WASHINGTON—President Bush faces an early test on immigration policy this week as Congress considers legislation denounced by Latino groups as anti-Hispanic and anti-immigrant.
Several provisions that would affect the lives of immigrants and asylum seekers found their way into a bill passed by the House of Representatives to reform the nation’s intelligence services.
The bill stems directly from recommendations by the bipartisan commission which investigated the Sept. 11, 2001, attacks on New York and Washington. The Senate version of the bill does not contain these immigration clauses.
House and Senate conferees will try once again to reconcile their differing bills when Congress reconvenes for a lame duck session this week. The White House is on record as strongly opposing some of the House provisions but it remains to be seen whether Bush is willing to expend any political capital by putting pressure on Republican legislators to drop them.
“The House Republicans think they have a strong hand on this and seem ready to go to the mat. They seem to want to paint immigrants as the bad guys in the war on terror,” said Angela Kelley of the National Immigration Forum, a pro-immigration group.
Opponents of the House bill say it would make it more difficult for refugees to obtain political asylum in the United States by raising the standards of proof required. It would also make it easier for the authorities to deport non-citizens, including legal residents.
“The bill is the biggest assault we have ever seen on political asylum. If passed, it would make it incredibly difficult for anyone to be granted asylum in this country,” said Erin Corcoran of Human Rights First.
The bill also seeks to prevent illegal immigrants from obtaining drivers’ licenses and would withdraw recognition of ID cards issued by Latin American embassies that many immigrants carry that now allow them to open bank accounts, obtain drivers licenses and even board aircraft.
Mexico has issued over 2 million of the cards, known as the “matricula consular” to its nationals, whether they are in the United States legally or illegally, and several other Latin American countries also issue ID cards.
LATINOS DENOUNCE BILL
Four major Latino organizations issued a joint statement last month denouncing the provisions as “anti-Latino and anti-immigrant.”
“These provisions will have a profound, negative impact on Latinos and other immigrants communities. They will not make us safer and, in fact, may make us less safe by driving a wedge between American communities and law enforcement,” they said.
Wisconsin Republican Rep. James Sensenbrenner, a leading advocate of the bill, said all its provisions stemmed directly from the report of the 9/11 Commission.
“The legislation enhances security around our borders, and reduces opportunities for terrorists to enter and stay in the United States,” he said. “Every provision in this bill that is within the Judiciary Committee’s jurisdiction, is tied directly to a specific recommendation made by the 9/11 Commission.”
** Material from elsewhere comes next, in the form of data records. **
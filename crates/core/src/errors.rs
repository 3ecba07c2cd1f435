use std::collections::BTreeMap;

use thiserror::Error;

use crate::domain::flow::FlowStatus;

/// Malformed input caught at the boundary. Never retried, surfaced to the
/// caller immediately.
#[derive(Clone, Debug, Error, PartialEq, Eq)]
pub enum ValidationError {
    #[error("not a valid Colombian phone number: {raw}")]
    InvalidPhone { raw: String },
    #[error("payment flow requires at least one item")]
    EmptyItems,
    #[error("item {item_id} has zero quantity")]
    ZeroQuantity { item_id: String },
    #[error("item {item_id} has a non-positive unit price")]
    NonPositiveUnitPrice { item_id: String },
    #[error("order total {total} COP exceeds the maximum allowed amount")]
    TotalTooLarge { total: String },
    #[error("conversation {conversation_id} already has active payment flow {flow_id}")]
    ActiveFlowExists { conversation_id: String, flow_id: String },
}

#[derive(Clone, Debug, Error, PartialEq, Eq)]
pub enum DomainError {
    #[error("invalid flow transition from {from:?} to {to:?}")]
    InvalidFlowTransition { from: FlowStatus, to: FlowStatus },
}

/// Failure reported by the payment gateway (MercadoPago). Propagated
/// unchanged from flow initiation so callers can distinguish cause.
#[derive(Clone, Debug, Error, PartialEq, Eq)]
#[error("gateway error {code}: {message}")]
pub struct GatewayError {
    pub code: String,
    pub http_status: Option<u16>,
    pub message: String,
    pub details: BTreeMap<String, String>,
}

impl GatewayError {
    pub fn new(code: impl Into<String>, message: impl Into<String>) -> Self {
        Self {
            code: code.into(),
            http_status: None,
            message: message.into(),
            details: BTreeMap::new(),
        }
    }

    pub fn with_http_status(mut self, http_status: u16) -> Self {
        self.http_status = Some(http_status);
        self
    }

    pub fn with_detail(mut self, key: impl Into<String>, value: impl Into<String>) -> Self {
        self.details.insert(key.into(), value.into());
        self
    }
}

/// Failure reported by the WhatsApp messaging channel (Bird).
#[derive(Clone, Debug, Error, PartialEq, Eq)]
#[error("messaging error {code}: {message}")]
pub struct MessagingError {
    pub code: String,
    pub http_status: Option<u16>,
    pub message: String,
}

impl MessagingError {
    pub fn new(code: impl Into<String>, message: impl Into<String>) -> Self {
        Self { code: code.into(), http_status: None, message: message.into() }
    }

    pub fn with_http_status(mut self, http_status: u16) -> Self {
        self.http_status = Some(http_status);
        self
    }
}

/// Tagged cause model for orchestrator operations. Validation, gateway and
/// messaging causes pass through unchanged; anything unclassified lands in
/// `Other`.
#[derive(Clone, Debug, Error, PartialEq, Eq)]
pub enum OrchestrationError {
    #[error(transparent)]
    Validation(#[from] ValidationError),
    #[error(transparent)]
    Domain(#[from] DomainError),
    #[error(transparent)]
    Gateway(#[from] GatewayError),
    #[error(transparent)]
    Messaging(#[from] MessagingError),
    #[error("store failure: {0}")]
    Store(String),
    #[error("orchestration failure: {0}")]
    Other(String),
}

impl OrchestrationError {
    /// Whether the cause is a caller mistake rather than an infrastructure
    /// failure. Webhook and HTTP layers map this to a 4xx.
    pub fn is_caller_fault(&self) -> bool {
        matches!(self, Self::Validation(_) | Self::Domain(_))
    }
}

#[cfg(test)]
mod tests {
    use super::{GatewayError, OrchestrationError, ValidationError};

    #[test]
    fn gateway_cause_passes_through_unchanged() {
        let gateway = GatewayError::new("preference_create_failed", "upstream 502")
            .with_http_status(502)
            .with_detail("endpoint", "/checkout/preferences");
        let wrapped = OrchestrationError::from(gateway.clone());

        assert_eq!(wrapped, OrchestrationError::Gateway(gateway));
        assert_eq!(wrapped.to_string(), "gateway error preference_create_failed: upstream 502");
        assert!(!wrapped.is_caller_fault());
    }

    #[test]
    fn validation_cause_is_caller_fault() {
        let wrapped = OrchestrationError::from(ValidationError::EmptyItems);
        assert!(wrapped.is_caller_fault());
    }
}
Dan Stein of the Federation for American Immigration Reform, which favors reducing immigration, said the provisions would close loopholes in the nation’s defenses by making it easier to identify, track and deport illegal immigrants.
But the 9/11 Commission itself said the immigration clauses were not part of its report.
“We believe strongly that this bill is not the right occasion for tackling controversial immigration and law enforcement issues that go well beyond the Commission’s recommendations,” Commission chair Thomas Kean and vice chair Lee Hamilton said in a letter last month.
Bush won 44 percent of the fast-growing Hispanic vote in the Nov. 2 presidential election, up from 35 percent in 2000 according to exit polls. His administration has said it wants to make immigration reform a major focus of his second term.
However, there is a strong element in the Republican Party that opposes any concessions to illegal immigrants and would like to see restrictions placed on legal immigration as well.